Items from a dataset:
☆ ☆ ☆ ☆ ☆

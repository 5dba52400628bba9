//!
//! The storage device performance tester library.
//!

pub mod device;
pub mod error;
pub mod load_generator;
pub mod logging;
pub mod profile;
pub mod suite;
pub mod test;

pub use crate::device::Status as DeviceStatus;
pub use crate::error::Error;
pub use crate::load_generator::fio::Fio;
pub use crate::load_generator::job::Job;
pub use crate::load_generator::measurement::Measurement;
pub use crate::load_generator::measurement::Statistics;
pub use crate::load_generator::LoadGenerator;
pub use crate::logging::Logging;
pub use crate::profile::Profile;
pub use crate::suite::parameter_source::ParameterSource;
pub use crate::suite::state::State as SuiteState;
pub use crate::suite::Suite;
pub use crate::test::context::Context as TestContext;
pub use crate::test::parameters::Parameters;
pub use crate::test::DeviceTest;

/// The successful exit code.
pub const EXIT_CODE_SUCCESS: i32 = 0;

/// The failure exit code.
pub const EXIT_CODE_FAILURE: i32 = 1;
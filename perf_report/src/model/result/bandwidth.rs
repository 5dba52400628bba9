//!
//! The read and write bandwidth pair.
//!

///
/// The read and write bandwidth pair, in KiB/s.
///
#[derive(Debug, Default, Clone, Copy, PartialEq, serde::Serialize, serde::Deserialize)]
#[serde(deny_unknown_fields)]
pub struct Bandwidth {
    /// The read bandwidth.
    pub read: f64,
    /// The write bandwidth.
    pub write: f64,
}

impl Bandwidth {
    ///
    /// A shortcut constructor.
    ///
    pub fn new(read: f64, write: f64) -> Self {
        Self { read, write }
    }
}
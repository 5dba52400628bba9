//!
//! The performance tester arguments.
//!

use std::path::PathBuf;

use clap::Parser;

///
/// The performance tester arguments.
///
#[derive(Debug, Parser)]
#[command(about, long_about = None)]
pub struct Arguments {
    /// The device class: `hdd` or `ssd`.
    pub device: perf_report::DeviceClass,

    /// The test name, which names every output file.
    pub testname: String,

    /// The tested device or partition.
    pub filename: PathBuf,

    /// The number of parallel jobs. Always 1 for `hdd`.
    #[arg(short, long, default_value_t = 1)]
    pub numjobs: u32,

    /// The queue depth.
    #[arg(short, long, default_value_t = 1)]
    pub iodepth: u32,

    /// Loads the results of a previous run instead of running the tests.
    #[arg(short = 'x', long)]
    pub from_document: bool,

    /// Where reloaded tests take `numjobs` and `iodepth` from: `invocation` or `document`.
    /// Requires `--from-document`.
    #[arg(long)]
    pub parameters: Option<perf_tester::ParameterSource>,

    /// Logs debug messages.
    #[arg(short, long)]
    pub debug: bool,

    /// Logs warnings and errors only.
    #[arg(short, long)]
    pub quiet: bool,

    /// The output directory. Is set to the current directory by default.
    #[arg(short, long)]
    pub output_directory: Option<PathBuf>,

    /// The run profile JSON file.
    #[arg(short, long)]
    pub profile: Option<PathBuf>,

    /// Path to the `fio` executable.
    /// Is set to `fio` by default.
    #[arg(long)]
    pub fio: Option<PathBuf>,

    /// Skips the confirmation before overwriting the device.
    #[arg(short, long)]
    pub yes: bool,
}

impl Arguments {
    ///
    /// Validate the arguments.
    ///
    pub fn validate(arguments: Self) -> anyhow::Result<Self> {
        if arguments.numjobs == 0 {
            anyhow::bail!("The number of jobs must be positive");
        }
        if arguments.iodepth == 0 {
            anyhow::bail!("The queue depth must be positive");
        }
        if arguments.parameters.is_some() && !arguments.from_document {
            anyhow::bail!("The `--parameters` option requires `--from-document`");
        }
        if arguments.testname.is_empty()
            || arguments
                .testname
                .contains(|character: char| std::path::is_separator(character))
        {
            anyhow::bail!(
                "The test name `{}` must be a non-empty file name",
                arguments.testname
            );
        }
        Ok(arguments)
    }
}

☆ ☆ ☆ ☆ ☆

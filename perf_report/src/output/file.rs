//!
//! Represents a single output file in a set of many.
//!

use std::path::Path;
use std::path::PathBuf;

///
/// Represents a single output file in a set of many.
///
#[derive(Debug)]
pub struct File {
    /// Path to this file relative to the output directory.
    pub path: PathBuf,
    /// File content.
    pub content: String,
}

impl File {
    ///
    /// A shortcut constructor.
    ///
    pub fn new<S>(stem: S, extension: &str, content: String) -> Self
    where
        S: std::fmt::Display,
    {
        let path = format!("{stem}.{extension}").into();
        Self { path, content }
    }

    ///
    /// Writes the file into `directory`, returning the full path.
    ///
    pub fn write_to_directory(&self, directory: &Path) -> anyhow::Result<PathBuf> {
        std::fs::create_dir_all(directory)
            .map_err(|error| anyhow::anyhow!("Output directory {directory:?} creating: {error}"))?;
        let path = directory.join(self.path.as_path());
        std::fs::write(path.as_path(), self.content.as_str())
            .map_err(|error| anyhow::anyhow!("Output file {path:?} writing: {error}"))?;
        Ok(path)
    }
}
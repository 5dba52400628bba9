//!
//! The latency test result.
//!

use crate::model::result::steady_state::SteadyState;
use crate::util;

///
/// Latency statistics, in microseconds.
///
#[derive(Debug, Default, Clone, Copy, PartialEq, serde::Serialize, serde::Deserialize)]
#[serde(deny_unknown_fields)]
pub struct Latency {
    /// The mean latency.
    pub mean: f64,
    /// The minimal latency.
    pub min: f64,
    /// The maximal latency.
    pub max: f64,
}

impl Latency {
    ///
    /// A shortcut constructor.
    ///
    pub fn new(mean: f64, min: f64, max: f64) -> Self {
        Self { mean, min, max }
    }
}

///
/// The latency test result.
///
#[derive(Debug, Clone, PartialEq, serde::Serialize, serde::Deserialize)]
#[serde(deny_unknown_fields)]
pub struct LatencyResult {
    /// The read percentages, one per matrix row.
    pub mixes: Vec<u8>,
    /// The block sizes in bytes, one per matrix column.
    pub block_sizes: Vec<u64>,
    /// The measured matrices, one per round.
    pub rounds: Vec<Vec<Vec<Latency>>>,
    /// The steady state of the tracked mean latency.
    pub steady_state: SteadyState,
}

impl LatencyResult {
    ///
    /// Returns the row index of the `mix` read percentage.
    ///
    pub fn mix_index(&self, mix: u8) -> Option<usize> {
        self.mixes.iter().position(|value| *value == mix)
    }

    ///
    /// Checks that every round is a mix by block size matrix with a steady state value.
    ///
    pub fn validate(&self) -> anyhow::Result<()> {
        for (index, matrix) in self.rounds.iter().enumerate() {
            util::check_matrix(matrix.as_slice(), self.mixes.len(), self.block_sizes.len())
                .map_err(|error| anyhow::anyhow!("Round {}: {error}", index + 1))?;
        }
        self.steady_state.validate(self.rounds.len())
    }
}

☆ ☆ ☆ ☆ ☆

Exercise instructions: Wherever the word "Parser" appears in a line of the data, copy that line.

Task result:
use clap::Parser;
#[derive(Debug, Parser)]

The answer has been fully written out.